Debbo la vita al bravo Fabbrini ferito e ad Attilio che non mi vollero abbandonare, e mi trasportarono per mezzo miglio alla prima barricata sotto una pioggia di palle. Feci medicare la mia ferita, e volli tentare di sortire; ma i regi avevano già presa la prima barricata; i soldati rimasti in pochi senza cartuccie, ma alla mia presenza volevano ancora conbattere. Una scheggia mi ferì la gamba, ed allora fui trasportato coll’ambulanza dal vescovo. Il mio battaglione fu quasi distrutto, e pochi furono quelli che si salvarono.

I regi nel dare l’assalto al palazzo del vescovo entrati nella nostra ambulanza non vollero rispettarmi. Due colpi di baionetta potei schivarli, ma il terzo con tutto l’impeto mi ferì allo stomaco e tutti mi credettero morto.
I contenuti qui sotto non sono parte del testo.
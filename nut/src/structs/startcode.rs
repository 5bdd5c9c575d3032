//! Startcodes and structure dispatch.
//!
//! Every packet begins with a 64-bit startcode whose first byte is `'N'`.
//! Frames never start with that byte, so a single peeked byte is enough to
//! tell a frame from a packet.

/// Magic string at the very start of a NUT file, including the trailing NUL.
pub const FILE_ID_STRING: &[u8] = b"nut/multimedia container\0";

pub const MAIN_STARTCODE: u64 = 0x4E4D_7A56_1F5F_04AD;
pub const STREAM_STARTCODE: u64 = 0x4E53_1140_5BF2_F9DB;
pub const SYNCPOINT_STARTCODE: u64 = 0x4E4B_E4AD_EECA_4569;
pub const INDEX_STARTCODE: u64 = 0x4E58_DD67_2F23_E64E;
pub const INFO_STARTCODE: u64 = 0x4E49_AB68_B596_BA78;

/// First byte of every startcode, never a valid frame code.
pub const STARTCODE_PREFIX: u8 = b'N';

#[derive(Debug, Clone, Copy, PartialEq, Eq)]
pub enum Structure {
    MainHeader,
    StreamHeader,
    Syncpoint,
    Index,
    Info,
    Frame(u8),
}

impl Structure {
    pub fn from_startcode(startcode: u64) -> Option<Self> {
        match startcode {
            MAIN_STARTCODE => Some(Self::MainHeader),
            STREAM_STARTCODE => Some(Self::StreamHeader),
            SYNCPOINT_STARTCODE => Some(Self::Syncpoint),
            INDEX_STARTCODE => Some(Self::Index),
            INFO_STARTCODE => Some(Self::Info),
            _ => None,
        }
    }

    pub fn name(&self) -> &'static str {
        match self {
            Self::MainHeader => "main header",
            Self::StreamHeader => "stream header",
            Self::Syncpoint => "syncpoint",
            Self::Index => "index",
            Self::Info => "info packet",
            Self::Frame(_) => "frame",
        }
    }
}

#[test]
fn startcodes_share_prefix() {
    for code in [
        MAIN_STARTCODE,
        STREAM_STARTCODE,
        SYNCPOINT_STARTCODE,
        INDEX_STARTCODE,
        INFO_STARTCODE,
    ] {
        assert_eq!((code >> 56) as u8, STARTCODE_PREFIX);
        assert!(Structure::from_startcode(code).is_some());
    }
    assert_eq!(
        Structure::from_startcode(SYNCPOINT_STARTCODE),
        Some(Structure::Syncpoint)
    );
    assert_eq!(Structure::from_startcode(0x4E00_0000_0000_0000), None);
}
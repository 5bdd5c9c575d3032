//! Byte level primitives of the NUT format.
//!
//! [`NutInput`] and [`NutOutput`] wrap a byte source or sink, keep track of
//! the stream position and accumulate a running CRC over every byte that
//! passes through them. All higher level structures are built from the
//! variable length `v`/`s` integers, length prefixed strings and big-endian
//! fixed width fields provided here.

use std::collections::VecDeque;
use std::io::{self, BufRead, Read, Write};

use bitstream_io::{BigEndian, ByteRead, ByteReader, ByteWrite, ByteWriter};

use crate::utils::crc::NUT_CRC;
use crate::utils::errors::{NutError, Result};
use crate::utils::timing::GlobalTimestamp;

/// Maps the unsigned wire form of an `s` value to its signed value.
#[inline(always)]
pub const fn unsigned_to_signed(raw: u64) -> i64 {
    ((raw >> 1) as i64) ^ -((raw & 1) as i64)
}

#[inline(always)]
pub const fn signed_to_unsigned(value: i64) -> u64 {
    ((value << 1) ^ (value >> 63)) as u64
}

/// Number of bytes `value` occupies as a `v`.
pub const fn value_len(mut value: u64) -> usize {
    let mut len = 1;
    while value >= 0x80 {
        value >>= 7;
        len += 1;
    }
    len
}

#[derive(Debug)]
pub struct NutInput<R> {
    src: R,
    crc: u32,
    position: u64,
    limit: Option<u64>,
    /// Bytes handed back with [`NutInput::unread`], served before `src`.
    replay: VecDeque<u8>,
    journal: Option<Vec<u8>>,
}
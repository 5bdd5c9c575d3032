use std::path::PathBuf;

use clap::{Args, Parser as ClapParser, Subcommand, ValueEnum};

#[derive(Debug, ClapParser)]
#[command(
    name       = env!("CARGO_PKG_NAME"),
    version    = env!("CARGO_PKG_VERSION"),
    long_version = concat!(
        env!("CARGO_PKG_VERSION"),
        " (nut ", env!("NUT_VERSION"), ", built ", env!("BUILD_TIMESTAMP"), ")"
    ),
    about      = "Tools for inspecting, demuxing and remuxing NUT multimedia containers",
    long_about = None,
)]
pub struct Cli {
    /// Set the log level
    #[arg(long, global = true, value_enum, default_value_t = LogLevel::Info)]
    pub loglevel: LogLevel,

    /// Treat damaged data as fatal instead of resynchronising.
    #[arg(long, global = true)]
    pub strict: bool,

    /// Log output format.
    #[arg(long, global = true, value_enum, default_value_t = LogFormat::Plain)]
    pub log_format: LogFormat,

    /// Show progress bars during operations.
    #[arg(long, global = true)]
    pub progress: bool,

    /// Choose an operation to perform.
    #[command(subcommand)]
    pub command: Commands,
}

impl Cli {
    /// Reader fail level matching `--strict`.
    pub fn fail_level(&self) -> log::Level {
        if self.strict {
            log::Level::Warn
        } else {
            log::Level::Error
        }
    }
}

#[derive(Debug, Subcommand)]
pub enum Commands {
    /// Print headers, metadata and per stream statistics.
    Info(InfoArgs),

    /// Extract the raw payloads of one stream.
    Demux(DemuxArgs),

    /// Rewrite all frames into a new file, dropping damaged spans.
    Remux(RemuxArgs),
}

#[derive(Debug, Args)]
pub struct InfoArgs {
    /// Input NUT file (use "-" for stdin).
    #[arg(value_name = "INPUT")]
    pub input: PathBuf,

    /// Report format.
    #[arg(long, value_enum, default_value_t = ReportFormat::Plain)]
    pub format: ReportFormat,
}

#[derive(Debug, Args)]
pub struct DemuxArgs {
    /// Input NUT file (use "-" for stdin).
    #[arg(value_name = "INPUT")]
    pub input: PathBuf,

    /// Stream to extract.
    #[arg(long, value_name = "INDEX", default_value_t = 0)]
    pub stream: usize,

    /// Output path for the payloads (use "-" for stdout).
    #[arg(long, value_name = "PATH")]
    pub output: PathBuf,
}

#[derive(Debug, Args)]
pub struct RemuxArgs {
    /// Input NUT file (use "-" for stdin).
    #[arg(value_name = "INPUT")]
    pub input: PathBuf,

    /// Output NUT file.
    #[arg(long, value_name = "PATH")]
    pub output: PathBuf,

    /// How far one stream may run ahead of the others, in milliseconds.
    #[arg(long, value_name = "MS", default_value_t = 5000)]
    pub window_ms: u64,

    /// Maximum distance between syncpoints in bytes (1-65536).
    #[arg(long, value_name = "BYTES", default_value_t = 32768,
          value_parser = clap::value_parser!(u64).range(1..=65536))]
    pub max_distance: u64,

    /// Do not write an index at the end of the file.
    #[arg(long)]
    pub no_index: bool,
}

#[derive(Debug, Clone, Copy, ValueEnum)]
pub enum LogLevel {
    /// Disable logging output.
    Off,
    /// No output except errors.
    Error,
    /// Show warnings and errors.
    Warn,
    /// Show info, warnings and errors (default).
    Info,
    /// Show debug, info, warnings and errors.
    Debug,
    /// Show all log messages including trace.
    Trace,
}

impl LogLevel {
    /// Convert LogLevel to log::LevelFilter
    pub fn to_level_filter(self) -> log::LevelFilter {
        match self {
            LogLevel::Off => log::LevelFilter::Off,
            LogLevel::Error => log::LevelFilter::Error,
            LogLevel::Warn => log::LevelFilter::Warn,
            LogLevel::Info => log::LevelFilter::Info,
            LogLevel::Debug => log::LevelFilter::Debug,
            LogLevel::Trace => log::LevelFilter::Trace,
        }
    }
}

#[derive(Debug, Clone, Copy, ValueEnum)]
pub enum LogFormat {
    /// Colorized human-readable text.
    Plain,
    /// Structured JSON per log record.
    Json,
}

#[derive(Debug, Clone, Copy, ValueEnum, PartialEq)]
pub enum ReportFormat {
    /// Aligned human-readable text.
    Plain,
    /// YAML document.
    Yaml,
}

#[test]
fn verify_cli() {
    use clap::CommandFactory;
    Cli::command().debug_assert();
}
In questo momento alcuni ufficiali regi entrarono ed esposero la loro vita per salvarmi, e così quelle tigri si calmarono. Abbenchè la ferita allo stomaco fosse molto profonda pure nessuno dei visceri fu toccato. Tutte le attenzioni possibili ci furono fatte; e dopo essere bene medicato, fui messo in un carro ed a mezza notte arrivammo in Capua all’ospedale. Caiazzo era tutto in fiamme con saccheggio. Gli ufficiali regi furono umani con noi, ma non i soldati.»1


  1. Nelle Memorie autobiografiche di Garibaldi (Firenze, Barbèra, 1888) a pag. 385 si legge a proposito della battaglia di Caiazzo il nome del Cattabeni scritto inesattamente «il prode Tito Cattabene» invece di Titta.